Retinal Processing Flashcards
What is electromagnetic energy?
Electrically charged particles
What is light?
A wave/stream of photons, tiny particles that each consist of one quantum of energy.
Light can behave as both a wave and a particle. When is it best to use either approach?
Can consider it to be a wave when it is moving, or as photons when it’s captured.
What different things can happen to light?
It can be:
- diffracted
- absorbed
- transmitted
- reflected
- refracted
- scattered
What are degrees of visual angle?
A measure of object size determined by the angle between the lines of where the extremes of the object pass through the nodal point of the eye (no direction change here).
Where is the nodal point of the eye?
About 7mm from the corneal vertex.
What units is visual angle measured in?
Degrees, minutes of arc, and seconds of arc.
1 degree = 60 minutes, 1 minute = 60 seconds.
What types of nerves does the retina contain?
Photoreceptors, bipolar cells, ganglion cells, horizontal cells, and amacrine cells.

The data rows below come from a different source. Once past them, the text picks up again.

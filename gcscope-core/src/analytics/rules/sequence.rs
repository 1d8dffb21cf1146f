use super::collections;
use crate::analytics::diagnoser::{Diagnosis, DiagnosisContext, DiagnosisRule, Severity};
use crate::model::{CollectorFamily, EventKind, GcEvent, SpecialSituation};

/// Longest run of consecutive items matching `pred`, and where it starts.
fn longest_run<'a>(
    items: impl Iterator<Item = &'a GcEvent>,
    pred: impl Fn(&GcEvent) -> bool,
) -> Option<(usize, f64)> {
    let mut best: Option<(usize, f64)> = None;
    let mut current: Option<(usize, f64)> = None;
    for item in items {
        if pred(item) {
            let (len, start) = current.unwrap_or((0, item.start));
            current = Some((len + 1, start));
            if best.map_or(true, |(b, _)| len + 1 > b) {
                best = current;
            }
        } else {
            current = None;
        }
    }
    best
}

/// Back-to-back full collections triggered by metaspace.
pub struct MetaspaceFullGcRule;

impl DiagnosisRule for MetaspaceFullGcRule {
    fn name(&self) -> &str {
        "metaspace_full_gc_run"
    }

    fn description(&self) -> &str {
        "Consecutive full collections caused by metaspace exhaustion"
    }

    fn diagnose(&self, ctx: &DiagnosisContext) -> Option<Diagnosis> {
        let (run, start) = longest_run(collections(ctx.model), |e| {
            e.kind.is_full() && e.cause.as_ref().is_some_and(|c| c.is_metaspace())
        })?;
        if run < ctx.config.metaspace_full_gc_run {
            return None;
        }
        Some(
            Diagnosis::new(
                self.name(),
                Severity::Critical,
                format!("{run} consecutive full collections were caused by metaspace"),
            )
            .suggest("Increase MaxMetaspaceSize")
            .suggest("Look for class loader leaks from repeated class generation or redeploys")
            .at(Some(start), run),
        )
    }
}

/// G1 concurrent cycles that keep restarting without reaching mixed
/// collections.
///
/// A restart shows up as a cycle that aborted its marking, or as cycles
/// and single young collections strictly alternating.
pub struct CycleRestartRule;

impl DiagnosisRule for CycleRestartRule {
    fn name(&self) -> &str {
        "g1_cycle_restart"
    }

    fn description(&self) -> &str {
        "G1 concurrent marking cycles restarting back to back"
    }

    fn diagnose(&self, ctx: &DiagnosisContext) -> Option<Diagnosis> {
        if ctx.model.format().family != CollectorFamily::G1 {
            return None;
        }
        let events = ctx.model.events();

        let aborted: Vec<&GcEvent> = events
            .iter()
            .filter(|e| e.has(SpecialSituation::ConcurrentMarkAborted))
            .collect();

        // cycles in the longest strict cycle/young alternation
        let mut best: Option<(usize, f64)> = None;
        let mut current: Option<(usize, f64)> = None;
        let mut youngs_since_cycle = 0usize;
        for event in events {
            match event.kind {
                EventKind::G1ConcurrentCycle | EventKind::G1ConcurrentUndoCycle => {
                    current = match current {
                        Some((n, start)) if youngs_since_cycle == 1 => Some((n + 1, start)),
                        _ => Some((1, event.start)),
                    };
                    youngs_since_cycle = 0;
                    if best.map_or(true, |(b, _)| current.is_some_and(|(c, _)| c > b)) {
                        best = current;
                    }
                }
                EventKind::YoungGc | EventKind::G1MixedGc | EventKind::FullGc => {
                    if event.kind != EventKind::YoungGc {
                        current = None;
                    }
                    youngs_since_cycle += 1;
                }
                _ => {}
            }
        }

        let alternating = best.filter(|(n, _)| *n >= ctx.config.cycle_restart_min_run);
        let (occurrences, first) = match (alternating, aborted.first()) {
            (Some((n, start)), _) => (n.max(aborted.len()), start),
            (None, Some(first)) => (aborted.len(), first.start),
            (None, None) => return None,
        };

        Some(
            Diagnosis::new(
                self.name(),
                Severity::Warning,
                "Concurrent marking cycles keep restarting without reclaiming old regions",
            )
            .suggest("Increase the heap size")
            .suggest("Raise InitiatingHeapOccupancyPercent or let adaptive IHOP settle")
            .suggest("Check for humongous objects filling old regions")
            .at(Some(first), occurrences),
        )
    }
}

/// Full collections making up too large a share of all collections.
pub struct FrequentFullGcRule;

impl DiagnosisRule for FrequentFullGcRule {
    fn name(&self) -> &str {
        "frequent_full_gc"
    }

    fn description(&self) -> &str {
        "More than a third of collections are full collections"
    }

    fn diagnose(&self, ctx: &DiagnosisContext) -> Option<Diagnosis> {
        let (mut total, mut full) = (0usize, 0usize);
        let mut first = None;
        for event in collections(ctx.model) {
            total += 1;
            if event.kind.is_full() {
                full += 1;
                first.get_or_insert(event.start);
            }
        }
        if full == 0 || full * 3 <= total {
            return None;
        }
        Some(
            Diagnosis::new(
                self.name(),
                Severity::Warning,
                format!("{full} of {total} collections were full collections"),
            )
            .suggest("Increase the heap or old generation size")
            .suggest("Check the causes of the full collections")
            .at(first, full),
        )
    }
}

What parts of the eye focus the image on the retina?
The cornea and crystalline lens.
In what way does the retina act like the film in a camera?
Every point in the retina has a corresponding point in visual space from which it receives light – ‘visual field’.
How many degrees are there between the fovea centralis and the ora serrate?
Approx. 100 degrees.
Where is our blind spot?
The left, 7 deg V; 5 deg H.
How many distinct layers are there in the retina?
8.
What are the layers of the retina?
Choroid/layer of pigment cells, outer and inner segment, outer nuclear, outer plexiform, inner nuclear, inner plexiform, ganglion cell, and nerve fibres.
What do the segment layers of the retina contain?
Photoreceptors.
What does the choroid layer/layer of pigment cells in the retina do?
Granules control the spread of light from one cell to another – in bright light they migrate into the cell processes between rods and cones, and in dim light they are confined to the cell body.
What is the fovea centralis?
The central fixation – the retina is thinner, forming the foveal pit, where the nerve fibres are displaced and there are lots of cones.
How large is the human fovea?
Small – 1mm2 or 2 degrees across.
How many cones does the fovea contain?
About 150 000.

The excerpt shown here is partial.